B7H3 (CD276), a key immune checkpoint molecule that is overexpressed in tumors, plays a central role in cancer progression, making it a highly promising and specific therapeutic target. Here, we discovered that the cellular metabolite palmitic acid contributes to the development of an immunosuppressive microenvironment in colorectal cancer by triggering the palmitoylation of B7H3. Mechanistically, the palmitoyltransferase ZDHHC24 catalyzes the palmitoylation of B7H3 at Cys496, preventing its binding to the autophagy adaptor protein SQSTM1/p62 and inhibiting autophagic degradation.

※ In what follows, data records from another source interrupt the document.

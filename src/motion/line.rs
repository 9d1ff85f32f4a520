//! Straight-segment interpolation.
//!
//! Classic integer line drawing adapted for motion: one interpolation step
//! per tick, no floating point, no residual error at the endpoint.

use crate::config::units::Point;

/// Incremental straight-line stepper between two machine positions.
///
/// Created when a motion command is accepted with a target that differs
/// from the current position; each [`advance`](Self::advance) call moves
/// the position by at most one step per axis. The error term starts at
/// `steps / 2` and loses `delta` per step; on underflow it gains `steps`
/// back and *both* axes advance, otherwise only the dominant axis does.
/// Advancing both axes on underflow keeps true 45° segments exactly
/// diagonal. After `steps` calls the position equals the target exactly.
#[derive(Debug, Clone, Copy, PartialEq, Eq)]
#[cfg_attr(feature = "defmt", derive(defmt::Format))]
pub struct LineInterpolator {
    step: i32,
    steps: i32,
    delta: i32,
    error: i32,
    dir_x: i32,
    dir_y: i32,
    steep: bool,
}

impl LineInterpolator {
    /// Set up interpolation from `from` to `to`.
    ///
    /// The dominant axis is the one with the larger span; ties favor X.
    pub fn new(from: Point, to: Point) -> Self {
        let span_x = (to.x.0 - from.x.0).abs();
        let span_y = (to.y.0 - from.y.0).abs();
        let steep = span_y > span_x;
        let (steps, delta) = if steep {
            (span_y, span_x)
        } else {
            (span_x, span_y)
        };

        Self {
            step: 0,
            steps,
            delta,
            error: steps / 2,
            dir_x: if from.x.0 < to.x.0 { 1 } else { -1 },
            dir_y: if from.y.0 < to.y.0 { 1 } else { -1 },
            steep,
        }
    }

    /// Execute one interpolation step, moving `position` along the segment.
    ///
    /// Returns `false` without touching the position once the segment is
    /// exhausted.
    pub fn advance(&mut self, position: &mut Point) -> bool {
        if self.step >= self.steps {
            return false;
        }

        self.step += 1;
        self.error -= self.delta;
        if self.error < 0 {
            self.error += self.steps;
            position.x.0 += self.dir_x;
            position.y.0 += self.dir_y;
        } else if self.steep {
            position.y.0 += self.dir_y;
        } else {
            position.x.0 += self.dir_x;
        }

        true
    }

    /// Whether every step of the segment has been executed.
    #[inline]
    pub fn is_complete(&self) -> bool {
        self.step >= self.steps
    }

    /// Steps executed so far.
    #[inline]
    pub fn steps_taken(&self) -> u32 {
        self.step as u32
    }

    /// Total steps along the dominant axis.
    #[inline]
    pub fn steps_total(&self) -> u32 {
        self.steps as u32
    }
}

Using spectral flow techniques, we demonstrated that the mutation of this palmitoylation site restored CD8+ T cell antitumor activity. Additionally, CD8+ T cells also showed enhanced antitumor activity in a Zdhhc24-deficient colitis-associated colorectal (CAC) carcinogenesis mouse model. Furthermore, we developed a small-molecule peptide that enhances CD8+ T cell function by blocking the interaction between ZDHHC24 and B7H3, which works synergistically with anti-PD-1 therapy. In conclusion, our study revealed that B7H3 C496 palmitoylation is a critical immunosuppressive factor in colorectal cancer and represents a potential target for malignant immunotherapy.